Pas de contresens ! Le livre de Cédric Forcadel, professeur des écoles en Normandie, n’est pas la xième publication à prospérer sur le marché de l’éducation positive. L’école où il fait bon vivre, celle que promet Cédric Forcadel, existe déjà dans l’enseignement public. C’est celle des écoles qui suivent et adaptent la pensée pédagogique de Freinet. Car ce livre est un étendard. C. Forcadel défend l’idée d’une éducation émancipatrice où le travail n’est pas le contraire du plaisir. A contre-courant des médias, il plaide pour l’école et la pédagogie et montre que l’avenir de l’école n’est pas chez tel ou tel gourou. L’école porte dans son patrimoine intellectuel de quoi faire fleurir les lendemains qui chantent. Il nous dit pourquoi c’est le moment où il faut faire entendre une autre voix.
Pour qui avez vous écrit « Dessine moi une école » ?
En premier lieu , je l’ai écrit comme une sorte de manifeste, en riposte, pour réaffirmer la légitimité de pratiques pédagogiques et de pédagogues. Et puis au cours de l’écriture j’ai élargi. J’ai voulu faire de ce livre un outil d’éducation populaire, capable de faire comprendre le fonctionnement de l’école. Et j’ai écrit le livre aussi pour les parents.
Et puis c’est un livre pour sortir de l’éducation spectacle. On est dans une phase particulière, avec un ministre qui se met beaucoup en scène avec de nombreux effets d’annonce. J’ai voulu faire un livre qui redonne de la place au terrain et aux enfants.
Dans le livre vous plaidez pour une « reprise en main du métier ». Vous avez le sentiment que le métier d’enseignant leur échappe ?
Plus ça va plus on sent une volonté de faire échapper ce métier aux enseignants. C’est d’ailleurs une idée que j’ai développé avec S Grandserre dans une tribune publiée par le Café pédagogique. Un bon exemple est donné par la formation continue à travers les animations pédagogiques. Il y a quelques années, les enseignants choisissaient les thèmes dans un panel large. Aujourd’hui le choix se réduit et on va vers des injonctions pour nos pratiques. Ce qui remet en cause la liberté pédagogique.
Or les enseignants ne sont pas des exécutants suivant docilement des consignes ministérielles.
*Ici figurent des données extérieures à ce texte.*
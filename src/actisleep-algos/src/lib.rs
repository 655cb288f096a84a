#[macro_use]
extern crate log;

pub mod algorithm;
pub use algorithm::{Configurable, Parameters};

pub(crate) mod classifiers;
pub use classifiers::{ColeKripke, SCORING_EPOCH_SECONDS, Sadeh, SadehPreset, SleepScoringAlgorithm};

pub(crate) mod nonwear;
pub use nonwear::{Choi, NonwearDetector, VanHees};

pub(crate) mod periods;
pub use periods::{
    ConsecutiveEpochs, DEFAULT_SEARCH_EXTENSION, SearchWindow, SleepPeriodDetector, TudorLocke,
};

pub(crate) mod metrics;
pub use metrics::SleepMetricsCalculator;

pub mod registry;
pub use registry::{
    AlgorithmFactory, ClassifierFactory, NonwearAlgorithmFactory, SleepPeriodDetectorFactory,
};

pub(crate) mod config;
pub use config::{PipelineConfig, SleepMarkers};

pub(crate) mod pipeline;
pub use pipeline::{Pipeline, PipelineOutput};

pub mod helpers;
Ce sont des praticiens, des chercheurs, des concepteurs. Ils ont la légitimité du terrain, l’intelligence du métier. Ils doivent être outillés par la recherche. Mais, comme je l’explique dans le livre, on peut combiner la tête et les mains.
S’il est évident que des points doivent être fixés nationalement, la réalité du terrain est différente d’une classe à l’autre. Il faut donc que les enseignants restent maitres de la façon dont ils mettent en oeuvre les instructions officielles.
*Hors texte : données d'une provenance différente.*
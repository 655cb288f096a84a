use actisleep_types::{ActisleepError, Result, SleepWakeLabel};
use serde_json::json;

use super::{DEFAULT_SEARCH_EXTENSION, SearchWindow, SleepPeriodDetector, first_sleep_run, is_run};
use crate::algorithm::{Configurable, Parameters, param_bool, param_positive_usize, param_usize};

/// Onset at the first run of `onset_epochs` sleep epochs, offset at the end of the last run
/// of `offset_epochs` sleep epochs.
#[derive(Clone, Copy, Debug, PartialEq, Eq)]
pub struct ConsecutiveEpochs {
    onset_epochs: usize,
    offset_epochs: usize,
    search_extension: usize,
    require_wake_after_offset: bool,
}

impl ConsecutiveEpochs {
    pub const ONSET3S_OFFSET5S: &'static str = "consecutive_onset3s_offset5s";
    pub const ONSET5S_OFFSET10S: &'static str = "consecutive_onset5s_offset10s";
    pub const CUSTOM: &'static str = "consecutive_custom";

    pub fn new(onset_epochs: usize, offset_epochs: usize) -> Self {
        Self {
            onset_epochs: onset_epochs.max(1),
            offset_epochs: offset_epochs.max(1),
            search_extension: DEFAULT_SEARCH_EXTENSION,
            require_wake_after_offset: false,
        }
    }

    /// 3 sleep epochs for onset, 5 for offset.
    pub fn onset3s_offset5s() -> Self {
        Self::new(3, 5)
    }

    /// 5 sleep epochs for onset, 10 for offset.
    pub fn onset5s_offset10s() -> Self {
        Self::new(5, 10)
    }

    pub fn with_wake_after_offset(mut self, required: bool) -> Self {
        self.require_wake_after_offset = required;
        self
    }

    pub fn with_search_extension(mut self, epochs: usize) -> Self {
        self.search_extension = epochs;
        self
    }

    pub fn onset_epochs(&self) -> usize {
        self.onset_epochs
    }

    pub fn offset_epochs(&self) -> usize {
        self.offset_epochs
    }

    pub fn require_wake_after_offset(&self) -> bool {
        self.require_wake_after_offset
    }
}

impl Default for ConsecutiveEpochs {
    fn default() -> Self {
        Self::onset3s_offset5s()
    }
}

impl Configurable for ConsecutiveEpochs {
    fn name(&self) -> &'static str {
        match self.identifier() {
            Self::ONSET3S_OFFSET5S => "Consecutive 3S/5S",
            Self::ONSET5S_OFFSET10S => "Consecutive 5S/10S",
            _ => "Consecutive (custom)",
        }
    }

    fn identifier(&self) -> &'static str {
        match (self.onset_epochs, self.offset_epochs) {
            (3, 5) => Self::ONSET3S_OFFSET5S,
            (5, 10) => Self::ONSET5S_OFFSET10S,
            _ => Self::CUSTOM,
        }
    }

    fn get_parameters(&self) -> Parameters {
        let mut params = Parameters::new();
        params.insert("onset_epochs".into(), json!(self.onset_epochs));
        params.insert("offset_epochs".into(), json!(self.offset_epochs));
        params.insert("search_extension_epochs".into(), json!(self.search_extension));
        params.insert(
            "require_wake_after_offset".into(),
            json!(self.require_wake_after_offset),
        );
        params
    }

    fn set_parameters(&mut self, params: &Parameters) -> Result<()> {
        let id = self.identifier();
        let mut next = *self;
        for (name, value) in params {
            match name.as_str() {
                "onset_epochs" => next.onset_epochs = param_positive_usize(id, name, value)?,
                "offset_epochs" => next.offset_epochs = param_positive_usize(id, name, value)?,
                "search_extension_epochs" => next.search_extension = param_usize(id, name, value)?,
                "require_wake_after_offset" => {
                    next.require_wake_after_offset = param_bool(id, name, value)?
                }
                _ => return Err(ActisleepError::unknown_parameter(id, name)),
            }
        }
        *self = next;
        Ok(())
    }
}

impl SleepPeriodDetector for ConsecutiveEpochs {
    fn search_extension(&self) -> usize {
        self.search_extension
    }

    fn find_onset(&self, labels: &[SleepWakeLabel], window: SearchWindow) -> Option<usize> {
        first_sleep_run(labels, window, self.onset_epochs)
    }

    fn find_offset(
        &self,
        labels: &[SleepWakeLabel],
        onset: usize,
        window: SearchWindow,
    ) -> Option<usize> {
        let len = self.offset_epochs;
        let last_start = (window.end + 1).checked_sub(len)?;
        if last_start < onset {
            return None;
        }

        (onset..=last_start)
            .rev()
            .filter(|&j| is_run(labels, j, len, SleepWakeLabel::Sleep))
            .find(|&j| {
                !self.require_wake_after_offset
                    || labels.get(j + len) == Some(&SleepWakeLabel::Wake)
            })
            .map(|j| j + len - 1)
    }
}

#[cfg(test)]
mod tests {
    use super::*;
    use actisleep_types::labels_from_str;
    use chrono::{NaiveDate, NaiveDateTime, TimeDelta};

    fn timestamps(n: usize) -> Vec<NaiveDateTime> {
        let base = NaiveDate::from_ymd_opt(2025, 3, 1)
            .unwrap()
            .and_hms_opt(22, 0, 0)
            .unwrap();
        (0..n).map(|i| base + TimeDelta::minutes(i as i64)).collect()
    }

    fn apply(detector: &ConsecutiveEpochs, labels: &str) -> (Option<usize>, Option<usize>) {
        let labels = labels_from_str(labels);
        let ts = timestamps(labels.len());
        detector
            .apply_rules(&labels, ts[0], ts[ts.len() - 1], &ts)
            .unwrap()
    }

    #[test]
    fn earliest_onset_and_latest_offset() {
        //                               0         1         2
        //                               0123456789012345678901234
        let labels = "WWSSWSSSSWWSSSSSSWWSSSSSW";
        assert_eq!(
            apply(&ConsecutiveEpochs::onset3s_offset5s(), labels),
            (Some(5), Some(23))
        );
        assert_eq!(
            apply(&ConsecutiveEpochs::onset5s_offset10s(), labels),
            (Some(11), None)
        );
    }

    #[test]
    fn no_sleep_finds_nothing() {
        assert_eq!(
            apply(&ConsecutiveEpochs::default(), "WWWWWWWWWWWW"),
            (None, None)
        );
    }

    #[test]
    fn missing_offset_keeps_onset() {
        assert_eq!(
            apply(&ConsecutiveEpochs::default(), "WWSSSSWWWW"),
            (Some(2), None)
        );
    }

    #[test]
    fn wake_after_offset_is_optional() {
        let labels = "WSSSSSSWWSSSSS";
        let plain = ConsecutiveEpochs::default();
        assert_eq!(apply(&plain, labels), (Some(1), Some(13)));

        // the series end does not count as wake
        let strict = plain.with_wake_after_offset(true);
        assert_eq!(apply(&strict, labels), (Some(1), Some(6)));
    }

    #[test]
    fn search_is_limited_to_the_marker_window() {
        let labels = labels_from_str(&format!("SSSSS{}SSSSS", "W".repeat(30)));
        let ts = timestamps(labels.len());
        let detector = ConsecutiveEpochs::default().with_search_extension(2);

        assert_eq!(
            detector.apply_rules(&labels, ts[10], ts[25], &ts).unwrap(),
            (None, None)
        );
        assert_eq!(
            detector.apply_rules(&labels, ts[3], ts[25], &ts).unwrap(),
            (Some(1), None)
        );
    }

    #[test]
    fn markers_outside_the_recording() {
        let labels = labels_from_str("SSSSSSSSSS");
        let ts = timestamps(labels.len());
        let before = ts[0] - TimeDelta::hours(1);
        let detector = ConsecutiveEpochs::default();

        assert_eq!(
            detector.apply_rules(&labels, before, ts[9], &ts).unwrap(),
            (None, None)
        );
        assert_eq!(
            detector.apply_rules(&labels, ts[9], ts[0], &ts).unwrap(),
            (None, None)
        );
    }

    #[test]
    fn rejects_invalid_input() {
        let detector = ConsecutiveEpochs::default();
        let ts = timestamps(3);
        assert_eq!(
            detector.apply_rules(&[], ts[0], ts[2], &[]),
            Err(ActisleepError::EmptyInput)
        );
        assert!(matches!(
            detector.apply_rules(&labels_from_str("SS"), ts[0], ts[2], &ts),
            Err(ActisleepError::LengthMismatch { .. })
        ));
    }

    #[test]
    fn identifier_follows_parameters() {
        let mut detector = ConsecutiveEpochs::default();
        assert_eq!(detector.identifier(), ConsecutiveEpochs::ONSET3S_OFFSET5S);

        let mut params = Parameters::new();
        params.insert("onset_epochs".into(), json!(5));
        params.insert("offset_epochs".into(), json!(10));
        detector.set_parameters(&params).unwrap();
        assert_eq!(detector.identifier(), ConsecutiveEpochs::ONSET5S_OFFSET10S);

        params.insert("onset_epochs".into(), json!(4));
        detector.set_parameters(&params).unwrap();
        assert_eq!(detector.identifier(), ConsecutiveEpochs::CUSTOM);
        assert_eq!(detector.get_parameters()["onset_epochs"], json!(4));
    }

    #[test]
    fn parameters_apply_atomically() {
        let mut detector = ConsecutiveEpochs::default();
        let mut params = Parameters::new();
        params.insert("onset_epochs".into(), json!(7));
        params.insert("offset_epochs".into(), json!(0));
        assert!(matches!(
            detector.set_parameters(&params),
            Err(ActisleepError::InvalidParameter { .. })
        ));
        assert_eq!(detector, ConsecutiveEpochs::default());

        let mut params = Parameters::new();
        params.insert("window".into(), json!(3));
        assert!(matches!(
            detector.set_parameters(&params),
            Err(ActisleepError::UnknownParameter { .. })
        ));

        let mut params = Parameters::new();
        params.insert("require_wake_after_offset".into(), json!(true));
        params.insert("search_extension_epochs".into(), json!(0));
        detector.set_parameters(&params).unwrap();
        assert!(detector.require_wake_after_offset());
        assert_eq!(detector.search_extension(), 0);
    }

    #[test]
    fn oversized_parameters_stay_inside_the_recording() {
        let mut detector = ConsecutiveEpochs::default();
        let mut params = Parameters::new();
        params.insert("search_extension_epochs".into(), json!(u64::MAX));
        detector.set_parameters(&params).unwrap();
        assert_eq!(apply(&detector, "WWSSSSSSW"), (Some(2), Some(7)));

        let mut detector = ConsecutiveEpochs::new(usize::MAX, usize::MAX);
        detector.set_parameters(&params).unwrap();
        assert_eq!(apply(&detector, "WWSSSSSSW"), (None, None));
    }
}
C’est un livre contre les réformes Blanquer ?
Pas spécifiquement. C’est un livre qui dit qu’une autre école est possible. Et pour cela il remet au centre à quoi sert l’école. Les réformes Blanquer sont un épiphénomène dans l’histoire de l’Ecole. Notre modèle scolaire continue à fonctionner tel qu’il a été conçu au début de la IIIème République, à l’époque de la République naissante et de la guerre contre l’Eglise. A cette époque, l’école devait former les citoyens dont on avait besoin : obéissants et serviles. Et toute la forme scolaire vise l’obéissance.
Mais a-t-on encore besoin de cette forme scolaire ? On a besoin d’une forme scolaire capable de former le citoyen d’aujourd’hui et demain. Donc basée sur la coopération, le désir d’apprendre, des savoirs proches de la vie permettant la responsabilisation et l’émancipation des enfants.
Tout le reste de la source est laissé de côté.